'Não temos no mercado americano a nossa razão de vida', diz Mendonça de Barros sobre o tarifaço
Economista fala que Trump, ao invés de ajudar, está atrapalhando o país, mas alerta para problemas no comércio global
O presidente dos Estados Unidos, Donald Trump, adiou para a semana que vem a aplicação do tarifaço às exportações globais, incluindo o Brasil, que deve ser punido com a maior taxa, de 50%.
A leitura de José Roberto Mendonça de Barros, ex-secretário de Política Econômica e sócio-fundador da consultoria MB Associados, é de que a economia global sairá perdendo.
Em live realizada pelo Estadão nesta sexta-feira, 1, com mediação do repórter Luiz Guilherme Gerbelli, o economista afirma que o sentimento de incerteza deve permanecer mesmo após a elevação das tarifas. "Ninguém tem certeza de que o quadro de ontem vai se manter ao longo do tempo", justifica.
Neste momento, entende Barros, todos os países estão repensando interesses e redesenhando fluxos de comércio, o que deve paralisar o setor.
As medidas de Trump derrubam atividades nos EUA, mas também em todo o mundo, lamenta. "E um mundo com menos comércio cresce menos do que um mundo com mais comércio".
Na visão do economista, a inflação deve aumentar nos EUA e as empresas vão começar a repassar este aumento de preços aos consumidores, o que resultaria em um crescimento menor.
Com o Banco Central pressionado, diz, a instituição terá que escolher entre aumentar os juros para segurar a inflação ou baixar os juros para atender ao mercado de trabalho.
"A situação tende a piorar e a competitividade a reduzir. Até porque o Trump também está atacando as universidades e a ciência. As bases estão ficando prejudicadas", alerta Barros.
Crise no multilateralismo
A conclusão do ex-secretário de Política Econômica é que depois dessa taxação o mundo não deve voltar ao cenário de multilateralismo que existia antes. Em vez disso, será um mundo com menos regras comerciais, mais protecionista e com a consolidação de dois grandes polos no mundo: China e Estados Unidos.

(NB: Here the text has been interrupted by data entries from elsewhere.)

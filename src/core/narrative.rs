//! Natural-language sentences over a package-count summary. Both builders
//! are independent; the templating layer decides where each lands.

use crate::core::prose::{list_text, plural_modules};
use crate::domain::model::PackageCountSummary;

/// Exclusion reasons in their fixed narrative order, with their EC tags.
const REASON_CLAUSES: &[(&str, &str)] = &[
    ("utility or tooling modules", "EC1"),
    ("missing documentation", "EC2"),
    ("being documentation only", "EC3"),
    ("being deprecated", "EC4"),
];

/// Sentence flagging unverified/unclassified leftovers, or empty when the
/// classification is complete. Keeps its trailing space so the template can
/// concatenate sentences directly.
pub fn incompleteness_note(summary: &PackageCountSummary) -> String {
    if !summary.incomplete {
        return String::new();
    }

    let mut clauses = Vec::new();
    if summary.unverified > 0 {
        clauses.push(format!("{} unverified modules", summary.unverified));
    }
    if summary.unclassified > 0 {
        clauses.push(format!("{} unclassified modules", summary.unclassified));
    }

    format!(
        "The classification was not complete, as there was {}. ",
        list_text(&clauses)
    )
}

/// Sentence describing how many modules were excluded and for which
/// reasons.
pub fn exclusion_note(summary: &PackageCountSummary) -> String {
    if summary.excluded == 0 {
        return "Of these modules no modules were excluded".to_string();
    }

    let reason_counts = [
        summary.excluded_util,
        summary.excluded_no_doc,
        summary.excluded_doc,
        summary.excluded_deprecated,
    ];
    let clauses: Vec<String> = REASON_CLAUSES
        .iter()
        .zip(reason_counts)
        .filter(|(_, count)| *count > 0)
        .map(|((reason, tag), count)| {
            format!("{} excluded for {} ({})", plural_modules(count), reason, tag)
        })
        .collect();

    let opening = format!("Of these modules, {} excluded.", plural_modules(summary.excluded));
    if clauses.is_empty() {
        // Possible when excluded modules carry a marker no reason bucket
        // claims; there is nothing to itemize.
        opening
    } else {
        format!("{} Including {}.", opening, list_text(&clauses))
    }
}
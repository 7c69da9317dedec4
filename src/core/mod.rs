pub mod aggregate;
pub mod engine;
pub mod grouping;
pub mod narrative;
pub mod partition;
pub mod pipeline;
pub mod prose;
pub mod releases;
pub mod report;
pub mod summary;

pub use crate::domain::model::{Dataset, Report};
pub use crate::domain::ports::{ConfigProvider, Pipeline, Storage};
pub use crate::utils::error::Result;
use clap::Parser;
use httpmock::prelude::*;
use itp_report::config::ResolvedConfig;
use itp_report::{CliConfig, LocalStorage, ReportEngine, ReportPipeline};
use std::io::{Cursor, Read, Write};
use tempfile::TempDir;
use zip::write::{FileOptions, ZipWriter};
use zip::ZipArchive;

fn write_dataset(dir: &TempDir, classification: &str) {
    let libraries = "itp,section,url\n\
                     Lean,mathlib,https://example.org/mathlib\n\
                     Coq,stdlib,https://example.org/stdlib\n\
                     Mizar,mml,https://example.org/mml\n";
    let itps = "name,counterexamples,utf8_library,math_notation\n\
                Lean,Yes,Yes,Unicode notation throughout\n\
                Coq,Yes,Yes,Notations via UTF-8 strings\n\
                Mizar,No,No,\n";
    let generators = "name,description\n\
                      nitpick,Model finder\n\
                      quickchick,Property-based tester\n";
    let integrations = "name,prover\n\
                        quickchick,Coq\n\
                        nitpick,Lean\n";

    let mut zip = ZipWriter::new(Cursor::new(Vec::new()));
    zip.start_file::<_, ()>("classification.csv", FileOptions::default())
        .unwrap();
    zip.write_all(classification.as_bytes()).unwrap();
    zip.start_file::<_, ()>("libraries.csv", FileOptions::default())
        .unwrap();
    zip.write_all(libraries.as_bytes()).unwrap();
    zip.start_file::<_, ()>("itps.csv", FileOptions::default())
        .unwrap();
    zip.write_all(itps.as_bytes()).unwrap();
    zip.start_file::<_, ()>("counterExampleGenerators.csv", FileOptions::default())
        .unwrap();
    zip.write_all(generators.as_bytes()).unwrap();
    zip.start_file::<_, ()>("counterExampleIntegrations.csv", FileOptions::default())
        .unwrap();
    zip.write_all(integrations.as_bytes()).unwrap();
    let bytes = zip.finish().unwrap().into_inner();

    std::fs::write(dir.path().join("all_data.zip"), bytes).unwrap();

    let taxonomy = serde_json::json!([
        {
            "short_name": "Computer science",
            "code": "68",
            "subclassifications": [
                {"name": "Software", "code": "68N",
                 "classifications": [{"name": "Programming languages", "code": "68N15"}]},
                {"name": "Data", "code": "68P",
                 "classifications": [{"name": "Data structures", "code": "68P05"}]}
            ],
            "classifications": []
        },
        {
            "short_name": "Mathematical logic",
            "code": "03",
            "subclassifications": [
                {"name": "General logic", "code": "03B", "classifications": []}
            ],
            "classifications": []
        }
    ]);
    std::fs::write(
        dir.path().join("msc.json"),
        serde_json::to_vec(&taxonomy).unwrap(),
    )
    .unwrap();
}

fn config_for(dir: &TempDir, extra: &[&str]) -> ResolvedConfig {
    let mut args = vec![
        "itp-report".to_string(),
        "--data-dir".to_string(),
        dir.path().to_str().unwrap().to_string(),
    ];
    args.extend(extra.iter().map(|s| s.to_string()));
    ResolvedConfig::resolve(CliConfig::parse_from(args)).unwrap()
}

fn standard_classification() -> &'static str {
    "itp,library,package,msc,verified\n\
     Lean,mathlib,mathlib.lang,68N15,Yes\n\
     Lean,mathlib,mathlib.data,68P05,Yes\n\
     Lean,mathlib,mathlib.meta,Exclude-Util,Yes\n\
     Lean,mathlib,mathlib.new,,No\n\
     Coq,stdlib,stdlib.logic,03B35,Yes\n\
     Coq,stdlib,stdlib.lang,68N15,Yes\n\
     Mizar,mml,mml.depr,Exclude-Depr,Yes\n"
}

#[tokio::test]
async fn test_end_to_end_report_build() {
    let dir = TempDir::new().unwrap();
    write_dataset(&dir, standard_classification());

    let config = config_for(&dir, &[]);
    let storage = LocalStorage::new(dir.path());
    let engine = ReportEngine::new(ReportPipeline::new(storage, config));

    let output_path = engine.run().await.unwrap();
    assert!(output_path.ends_with("report_data.zip"));

    let bundle = std::fs::read(dir.path().join("report_data.zip")).unwrap();
    let mut archive = ZipArchive::new(Cursor::new(bundle)).unwrap();
    assert_eq!(archive.len(), 3);

    let mut json = String::new();
    archive
        .by_name("report.json")
        .unwrap()
        .read_to_string(&mut json)
        .unwrap();
    let report: serde_json::Value = serde_json::from_str(&json).unwrap();

    assert_eq!(report["itp_count"], 3);
    assert_eq!(report["itp_names"], "Coq, Lean, and Mizar");
    assert_eq!(report["no_counterexample_itps"], "Mizar");
    assert_eq!(report["counterexample_generator_count"], 2);
    assert_eq!(report["counterexample_generators"][0]["name"], "nitpick");
    assert_eq!(report["counterexample_generators"][0]["support"], "Lean");
    assert_eq!(report["counterexample_generators"][1]["support"], "Coq");
    assert_eq!(report["no_generator_itps"], "Mizar");
    assert_eq!(report["total_package_count"], 7);
    assert_eq!(report["verified_package_count"], 6);

    // Computer science outranks logic: four in-scope modules total, three
    // of them under 68.
    assert_eq!(report["subject_areas"][0]["code"], "68");
    assert_eq!(report["subject_areas"][0]["total"], 3);
    assert_eq!(report["subject_areas"][1]["code"], "03");

    // Lean's library picked up the unclassified straggler.
    let libraries = report["libraries"].as_array().unwrap();
    let lean = libraries
        .iter()
        .find(|l| l["itp"] == "Lean")
        .unwrap();
    assert_eq!(lean["total"], 4);
    assert_eq!(lean["unclassified"], 1);
    assert_eq!(
        lean["incompleteness_note"],
        "The classification was not complete, as there was 1 unclassified modules. "
    );
    assert!(lean["exclusion_note"]
        .as_str()
        .unwrap()
        .contains("one module was excluded for utility or tooling modules (EC1)"));
}

#[tokio::test]
async fn test_build_aborts_on_unauthored_subject_area() {
    let dir = TempDir::new().unwrap();
    // 97 (mathematics education) has no authored commentary.
    write_dataset(
        &dir,
        "itp,library,package,msc,verified\n\
         Lean,mathlib,mathlib.teach,97A30,Yes\n",
    );

    let config = config_for(&dir, &[]);
    let storage = LocalStorage::new(dir.path());
    let engine = ReportEngine::new(ReportPipeline::new(storage, config));

    let err = engine.run().await.unwrap_err();
    assert!(err.to_string().contains("97-XX"), "{}", err);
    assert!(!dir.path().join("report_data.zip").exists());
}

#[tokio::test]
async fn test_release_polling_feeds_the_report() {
    let dir = TempDir::new().unwrap();
    write_dataset(&dir, standard_classification());

    let server = MockServer::start();
    let lean_mock = server.mock(|when, then| {
        when.method(GET).path("/repos/leanprover/lean4/releases/latest");
        then.status(200)
            .header("Content-Type", "application/json")
            .json_body(serde_json::json!({
                "name": "Lean 4.9.0",
                "tag_name": "v4.9.0",
                "published_at": "2026-06-01T12:00:00Z",
                "html_url": "https://github.com/leanprover/lean4/releases/tag/v4.9.0"
            }));
    });
    server.mock(|when, then| {
        when.method(GET).path("/repos/coq/coq/releases/latest");
        then.status(404);
    });

    let config = config_for(
        &dir,
        &[
            "--releases-endpoint",
            &server.base_url(),
            "--release-repos",
            "Lean=leanprover/lean4,Coq=coq/coq",
        ],
    );
    let storage = LocalStorage::new(dir.path());
    let engine = ReportEngine::new(ReportPipeline::new(storage, config));

    engine.run().await.unwrap();
    lean_mock.assert();

    let bundle = std::fs::read(dir.path().join("report_data.zip")).unwrap();
    let mut archive = ZipArchive::new(Cursor::new(bundle)).unwrap();
    let mut json = String::new();
    archive
        .by_name("report.json")
        .unwrap()
        .read_to_string(&mut json)
        .unwrap();
    let report: serde_json::Value = serde_json::from_str(&json).unwrap();

    // The Coq poll failed; the build carries on with Lean alone.
    let releases = report["releases"].as_array().unwrap();
    assert_eq!(releases.len(), 1);
    assert_eq!(releases[0]["itp"], "Lean");
    assert_eq!(releases[0]["tag"], "v4.9.0");
}

#[tokio::test]
async fn test_toml_limits_cap_subject_areas() {
    let dir = TempDir::new().unwrap();
    write_dataset(&dir, standard_classification());
    std::fs::write(
        dir.path().join("report.toml"),
        "[limits]\ntop_areas = 1\n",
    )
    .unwrap();

    let config_path = dir.path().join("report.toml");
    let config = config_for(&dir, &["--config", config_path.to_str().unwrap()]);
    let storage = LocalStorage::new(dir.path());
    let engine = ReportEngine::new(ReportPipeline::new(storage, config));

    engine.run().await.unwrap();

    let bundle = std::fs::read(dir.path().join("report_data.zip")).unwrap();
    let mut archive = ZipArchive::new(Cursor::new(bundle)).unwrap();
    let mut csv_text = String::new();
    archive
        .by_name("subject_areas.csv")
        .unwrap()
        .read_to_string(&mut csv_text)
        .unwrap();

    let rows: Vec<&str> = csv_text.trim().lines().collect();
    assert_eq!(rows.len(), 2); // header + one area
    assert!(rows[1].starts_with("68,Computer science,3"));
}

"Leva um certo tempo para o mercado estabilizar e isso deve afetar o Brasil, que sempre foi um global trader", analisa. "Também veremos menos crescimento, menos comércio e muito esforço para a criação de novos canais e acordos entre diversas regiões para diminuir a dependência do mercado norte-americano".
Impacto no Brasil
Atualmente, os Estados Unidos são o segundo maior destino de exportações do Brasil, atrás apenas da China. No entanto, diante da ampla lista de exceções a diversos produtos brasileiros, a previsão é que o impacto será relativamente modesto na economia nacional, com influência suave no PIB.
"A perda macro é relativamente modesta. A carne, por exemplo, pode ser redirecionada para outros países. A demanda do produto é maior do que a oferta no mundo", diz, além de antecipar a inclusão do café na lista de exceções do tarifaço.
Em contrapartida, Barros chama a atenção para os setores que vão precisar lidar com a taxação de 50%. Ele cita o mel produzido no Piauí, as rochas ornamentais produzidas no Espírito Santo e o açúcar orgânico, produzido em São Paulo. "São coisas difíceis de redirecionar rapidamente para outros lugares", comenta.
Plano de resposta
O economista teme que a resposta provoque sequelas de longo prazo na economia brasileira. "Além da situação fiscal não ser positiva, o Brasil viveu uma experiência ruim com o Perse (Programa Emergencial de Retomada do Setor de Eventos), que foi absolutamente distorcido e até hoje custa uma fortuna para o tesouro. Não pode nem de perto repetir uma coisa dessas".
A sugestão do economista é que os Estados tomem a frente para ajudar as empresas locais que dependiam do comércio americano.
Por outro lado, a expectativa dele é que o Brasil possa até sair da lista em breve. Isto porque existe superávit para os EUA. O que dificulta esta reviravolta é a questão política.
"O plano de Trump é feito de forma atabalhoada. E sendo uma decisão essencialmente política, é difícil analisar do ponto de vista da racionalidade. Até porque o efeito econômico será o oposto do que ele queria. Em vez de ajudar, ele está atrapalhando o país", afirma.
O resultado deve ser uma migração das exportações brasileiras para outros países. "Não temos no mercado americano a nossa razão de vida", diz Barros.
A lição para o futuro das exportações está na abertura das indústrias, acredita. "Temos de aproveitar essa oportunidade para tornar a indústria mais competitiva e aberta, enquanto o setor de commodities, o agronegócio e o minério já sabem como fazer isso", ilustra. "É o momento de ter maior abertura para fazer deste limão uma limonada".